Difference between revisions of "2004 AMC 12B Problems/Problem 25"

Revision as of 18:35, 30 October 2009

Problem

Given that $2^{2004}$ is a $604$ -digit number whose first digit is $1$ , how many elements of the set $S = \{2^0,2^1,2^2,\ldots ,2^{2003}\}$ have a first digit of $4$ ?

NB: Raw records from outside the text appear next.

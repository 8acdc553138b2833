//! Prompt rendering for developer and reviewer turns.

use crate::signals::{
    DEVELOPER_DONE_MARKER, DONE_MARKER, LEARNINGS_HEADER, PROGRESS_HEADER,
    REVIEWER_APPROVED_MARKER, STATUS_HEADER, VERDICT_HEADER,
};

/// State handed to a developer turn.
#[derive(Debug, Clone, Default)]
pub struct DeveloperPrompt<'a> {
    pub plan: &'a str,
    pub iteration: u32,
    pub progress: Option<&'a str>,
    pub learnings: Option<&'a str>,
    /// Outstanding reviewer feedback, consumed by this turn.
    pub feedback: Option<&'a str>,
    /// Other agents may share the working copy.
    pub team_mode: bool,
    /// No reviewer follows; completion uses the role-agnostic marker.
    pub solo: bool,
}

/// State handed to a reviewer turn.
#[derive(Debug, Clone, Default)]
pub struct ReviewerPrompt<'a> {
    pub plan: &'a str,
    pub iteration: u32,
    pub progress: Option<&'a str>,
    pub learnings: Option<&'a str>,
    pub diff: &'a str,
    /// What the developer reported this iteration.
    pub developer_summary: &'a str,
    pub developer_done: bool,
    pub team_mode: bool,
}

fn optional_section(title: &str, body: Option<&str>) -> String {
    match body.map(str::trim).filter(|b| !b.is_empty()) {
        Some(body) => format!("## {}\n{}\n\n", title, body),
        None => String::new(),
    }
}

fn team_note(team_mode: bool) -> &'static str {
    if team_mode {
        "Note: you are part of a team session. Other agents may be editing this working copy; \
         re-read files before changing them and keep edits scoped to your task.\n\n"
    } else {
        ""
    }
}

pub fn build_developer_prompt(input: &DeveloperPrompt<'_>) -> String {
    let feedback = match input.feedback.map(str::trim).filter(|f| !f.is_empty()) {
        Some(feedback) => format!(
            "## REVIEWER FEEDBACK\nThe reviewer rejected the previous iteration. Address every point:\n\n{}\n\n",
            feedback
        ),
        None => String::new(),
    };

    let (done_marker, done_rule) = if input.solo {
        (
            DONE_MARKER,
            "Only output the marker when the whole plan is implemented and verified.",
        )
    } else {
        (
            DEVELOPER_DONE_MARKER,
            "Only output the marker when you believe the whole plan is implemented and verified; a reviewer will check your work.",
        )
    };

    format!(
        r#"You are the developer working through the plan below. This is iteration {iteration}.

{team}## PLAN
{plan}

{progress}{learnings}{feedback}## CRITICAL RULES
1. Check existing code before making changes
2. Run tests/checks to verify your work
3. {done_rule}

## OUTPUT FORMAT
End your reply with these sections:

{progress_header}
What you did this iteration.

{learnings_header}
Facts worth remembering in later iterations.

{status_header}
{done_marker} if the plan is complete, otherwise what remains.
"#,
        iteration = input.iteration,
        team = team_note(input.team_mode),
        plan = input.plan.trim(),
        progress = optional_section("PROGRESS SO FAR", input.progress),
        learnings = optional_section("LEARNINGS SO FAR", input.learnings),
        feedback = feedback,
        done_rule = done_rule,
        progress_header = PROGRESS_HEADER,
        learnings_header = LEARNINGS_HEADER,
        status_header = STATUS_HEADER,
        done_marker = done_marker,
    )
}

pub fn build_reviewer_prompt(input: &ReviewerPrompt<'_>) -> String {
    let claim = if input.developer_done {
        "The developer claims the plan is complete. Verify that claim against the plan."
    } else {
        "The developer has not claimed completion yet. Review the work so far."
    };

    format!(
        r#"You are the reviewer for iteration {iteration} of the plan below. Do not edit files.

{team}## PLAN
{plan}

{progress}{learnings}## DEVELOPER SUMMARY
{claim}

{summary}

## CHANGES
```diff
{diff}
```

## OUTPUT FORMAT
{progress_header}
Your assessment of the overall state.

{learnings_header}
Facts worth remembering in later iterations.

### Critical Issues
Problems that must be fixed, or None.

### Major Issues
Problems that should be fixed, or None.

### Minor Issues
Small improvements, or None.

{verdict_header}
{approved} if the plan is fully and correctly implemented.
Otherwise a line starting with "Feedback:" followed by what the developer must change.
"#,
        iteration = input.iteration,
        team = team_note(input.team_mode),
        plan = input.plan.trim(),
        progress = optional_section("PROGRESS SO FAR", input.progress),
        learnings = optional_section("LEARNINGS SO FAR", input.learnings),
        claim = claim,
        summary = input.developer_summary.trim(),
        diff = input.diff.trim_end(),
        progress_header = PROGRESS_HEADER,
        learnings_header = LEARNINGS_HEADER,
        verdict_header = VERDICT_HEADER,
        approved = REVIEWER_APPROVED_MARKER,
    )
}
#[cfg(all(test, unix))]
mod tests {
    use super::*;
    use crate::stream::EventKind;
    use std::os::unix::fs::PermissionsExt;
    use tempfile::TempDir;

    /// Write an executable shell script standing in for the agent CLI.
    fn fake_agent(dir: &TempDir, body: &str) -> String {
        let path = dir.path().join("fake-agent.sh");
        std::fs::write(&path, format!("#!/bin/sh\n{}\n", body)).unwrap();
        let mut perms = std::fs::metadata(&path).unwrap().permissions();
        perms.set_mode(0o755);
        std::fs::set_permissions(&path, perms).unwrap();
        path.to_string_lossy().into_owned()
    }

    fn runner(dir: &TempDir, command: String) -> AgentRunner {
        let config = AgentConfig {
            command,
            ..AgentConfig::default()
        };
        AgentRunner::new(config, dir.path().to_path_buf())
    }

    async fn drain(session: &mut AgentSession) -> Vec<StreamEvent> {
        let mut events = Vec::new();
        while let Some(event) = session.next_event().await {
            events.push(event);
        }
        events
    }

    #[tokio::test]
    async fn test_streams_events_and_exits_cleanly() {
        let dir = TempDir::new().unwrap();
        let script = fake_agent(
            &dir,
            r#"echo '{"type":"system","subtype":"init","tools":["Read"]}'
echo ''
echo '{"type":"assistant","message":{"content":[{"type":"text","text":"hi"}]}}'
echo '{"type":"result","result":"hi","is_error":false}'"#,
        );
        let mut session = runner(&dir, script)
            .run(LaunchRequest::default(), CancellationToken::new())
            .await
            .unwrap();

        let events = drain(&mut session).await;
        assert_eq!(events.len(), 3);
        assert!(matches!(events[0].kind, EventKind::Init(_)));
        assert!(matches!(events[1].kind, EventKind::Message(_)));
        assert!(matches!(events[2].kind, EventKind::Result(_)));
        session.wait().await.unwrap();
    }

    #[tokio::test]
    async fn test_prompt_is_final_argument_and_env_is_extended() {
        let dir = TempDir::new().unwrap();
        let script = fake_agent(
            &dir,
            r#"for last; do :; done
printf '{"type":"result","result":"%s:%s"}\n' "$last" "$PAIRLOOP_TEST_VAR""#,
        );
        let request = LaunchRequest {
            prompt: "do-the-thing".into(),
            env: vec![("PAIRLOOP_TEST_VAR".into(), "tagged".into())],
        };
        let mut session = runner(&dir, script)
            .run(request, CancellationToken::new())
            .await
            .unwrap();

        let events = drain(&mut session).await;
        match &events[0].kind {
            EventKind::Result(r) => assert_eq!(r.result.as_deref(), Some("do-the-thing:tagged")),
            other => panic!("Expected Result, got {:?}", other),
        }
        session.wait().await.unwrap();
    }

    #[tokio::test]
    async fn test_missing_binary_is_distinct_error() {
        let dir = TempDir::new().unwrap();
        let err = runner(&dir, "/nonexistent/pairloop-agent".into())
            .run(LaunchRequest::default(), CancellationToken::new())
            .await
            .err()
            .unwrap();
        assert!(matches!(err, RunnerError::BinaryNotFound { .. }));
    }

    #[tokio::test]
    async fn test_non_zero_exit_carries_stderr() {
        let dir = TempDir::new().unwrap();
        let script = fake_agent(&dir, "echo 'bad credentials' >&2\nexit 3");
        let mut session = runner(&dir, script)
            .run(LaunchRequest::default(), CancellationToken::new())
            .await
            .unwrap();
        assert!(drain(&mut session).await.is_empty());
        match session.wait().await {
            Err(RunnerError::NonZeroExit { code, stderr }) => {
                assert_eq!(code, 3);
                assert_eq!(stderr, "bad credentials");
            }
            other => panic!("Expected NonZeroExit, got {:?}", other),
        }
    }

    #[tokio::test]
    async fn test_malformed_line_ends_stream_with_decode_error() {
        let dir = TempDir::new().unwrap();
        let script = fake_agent(
            &dir,
            r#"echo '{"type":"assistant","message":{"content":[{"type":"text","text":"a"}]}}'
echo 'not json'
echo '{"type":"result"}'
exec sleep 30"#,
        );
        let mut session = runner(&dir, script)
            .run(LaunchRequest::default(), CancellationToken::new())
            .await
            .unwrap();
        let started = std::time::Instant::now();
        let events = drain(&mut session).await;
        assert_eq!(events.len(), 1);
        assert!(matches!(session.wait().await, Err(RunnerError::Decode(_))));
        assert!(started.elapsed() < Duration::from_secs(5));
    }

    #[tokio::test]
    async fn test_cancellation_is_distinguished() {
        let dir = TempDir::new().unwrap();
        let script = fake_agent(&dir, "exec sleep 30");
        let cancel = CancellationToken::new();
        let mut session = runner(&dir, script)
            .run(LaunchRequest::default(), cancel.clone())
            .await
            .unwrap();
        let started = std::time::Instant::now();
        cancel.cancel();
        assert!(drain(&mut session).await.is_empty());
        let err = session.wait().await.unwrap_err();
        assert!(matches!(err, RunnerError::Canceled));
        assert!(err.is_cancellation());
        assert!(started.elapsed() < Duration::from_secs(5));
    }

    /// The agent forks a child that inherits its stdout and stderr.
    const FORKING_AGENT: &str = r#"echo '{"type":"system","subtype":"init","tools":["Read"]}'
sleep 20 &
wait"#;

    #[tokio::test]
    async fn test_cancel_ends_session_promptly_despite_background_child() {
        let dir = TempDir::new().unwrap();
        let cancel = CancellationToken::new();
        let mut session = runner(&dir, fake_agent(&dir, FORKING_AGENT))
            .run(LaunchRequest::default(), cancel.clone())
            .await
            .unwrap();
        let first = session.next_event().await.unwrap();
        assert!(matches!(first.kind, EventKind::Init(_)));

        let started = std::time::Instant::now();
        cancel.cancel();
        drain(&mut session).await;
        assert!(matches!(session.wait().await, Err(RunnerError::Canceled)));
        assert!(
            started.elapsed() < Duration::from_secs(3),
            "took {:?}",
            started.elapsed()
        );
    }

    #[tokio::test]
    async fn test_stop_ends_session_promptly_despite_background_child() {
        let dir = TempDir::new().unwrap();
        let mut session = runner(&dir, fake_agent(&dir, FORKING_AGENT))
            .run(LaunchRequest::default(), CancellationToken::new())
            .await
            .unwrap();
        session.next_event().await.unwrap();

        let started = std::time::Instant::now();
        session.stop();
        drain(&mut session).await;
        session.wait().await.unwrap();
        assert!(
            started.elapsed() < Duration::from_secs(3),
            "took {:?}",
            started.elapsed()
        );
    }

    #[tokio::test]
    async fn test_invalid_utf8_is_replaced_and_garbage_is_a_decode_error() {
        let input: &[u8] = b"{\"type\":\"result\",\"result\":\"caf\xff\"}\n\xff\xfe\n";
        let (tx, mut rx) = mpsc::channel(8);
        let stop = CancellationToken::new();

        let result = read_events(input, tx, stop.clone()).await;
        assert!(matches!(result, Err(RunnerError::Decode(_))));
        assert!(stop.is_cancelled());

        let event = rx.recv().await.unwrap();
        match event.kind {
            EventKind::Result(r) => assert_eq!(r.result.as_deref(), Some("caf\u{FFFD}")),
            other => panic!("Expected Result, got {:?}", other),
        }
        assert!(rx.recv().await.is_none());
    }

    #[tokio::test]
    async fn test_final_line_without_newline_is_delivered() {
        let input: &[u8] = b"{\"type\":\"result\",\"result\":\"done\"}";
        let (tx, mut rx) = mpsc::channel(8);
        read_events(input, tx, CancellationToken::new()).await.unwrap();
        assert!(matches!(rx.recv().await.unwrap().kind, EventKind::Result(_)));
    }

    #[tokio::test]
    async fn test_stop_drains_buffered_events_and_is_not_an_error() {
        let dir = TempDir::new().unwrap();
        let script = fake_agent(
            &dir,
            r#"echo '{"type":"assistant","message":{"content":[{"type":"text","text":"a"}]}}'
exec sleep 30"#,
        );
        let mut session = runner(&dir, script)
            .run(LaunchRequest::default(), CancellationToken::new())
            .await
            .unwrap();
        let first = session.next_event().await.unwrap();
        assert!(matches!(first.kind, EventKind::Message(_)));
        session.stop();
        assert!(session.next_event().await.is_none());
        session.wait().await.unwrap();
    }

    #[tokio::test]
    async fn test_deadline_exceeded() {
        let dir = TempDir::new().unwrap();
        let script = fake_agent(&dir, "exec sleep 30");
        let config = AgentConfig {
            command: script,
            turn_timeout_secs: Some(1),
            ..AgentConfig::default()
        };
        let mut session = AgentRunner::new(config, dir.path().to_path_buf())
            .run(LaunchRequest::default(), CancellationToken::new())
            .await
            .unwrap();
        assert!(drain(&mut session).await.is_empty());
        let err = session.wait().await.unwrap_err();
        assert!(matches!(err, RunnerError::DeadlineExceeded { .. }));
        assert!(err.is_cancellation());
    }
}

$\mathrm{(A)}\ 194 \qquad \mathrm{(B)}\ 195 \qquad \mathrm{(C)}\ 196 \qquad \mathrm{(D)}\ 197 \qquad \mathrm{(E)}\ 198$

Solution

Given $n$ digits, there must be a power of $2$ with $n$ digits such that the first digit is $1$ . Thus $S$ contains $603$ elements with a first digit of $1$ . For each number in the form of $2^k$ such that its first digit is $1$ , then $2^{k+1}$ must either have a first digit of $2$ or $3$ , and $2^{k+2}$ must have a first digit of $4,5,6,7$ . Thus there are also $603$ numbers with first digit either $\{2,3\}$ or $\{4,5,6,7\}$ . By the complement principle, there are $2004 - 3 \times 603 = 195$ elements of $S$ with a first digit of $\{8,9\}$ . Now, $2^k$ has a first of $\{8,9\}$ if and only if the first digit of $2^{k-1}$ is $4$ , so there are $\boxed{195} \Rightarrow \mathrm{(B)}$ elements of $S$ with a first digit of $4$ .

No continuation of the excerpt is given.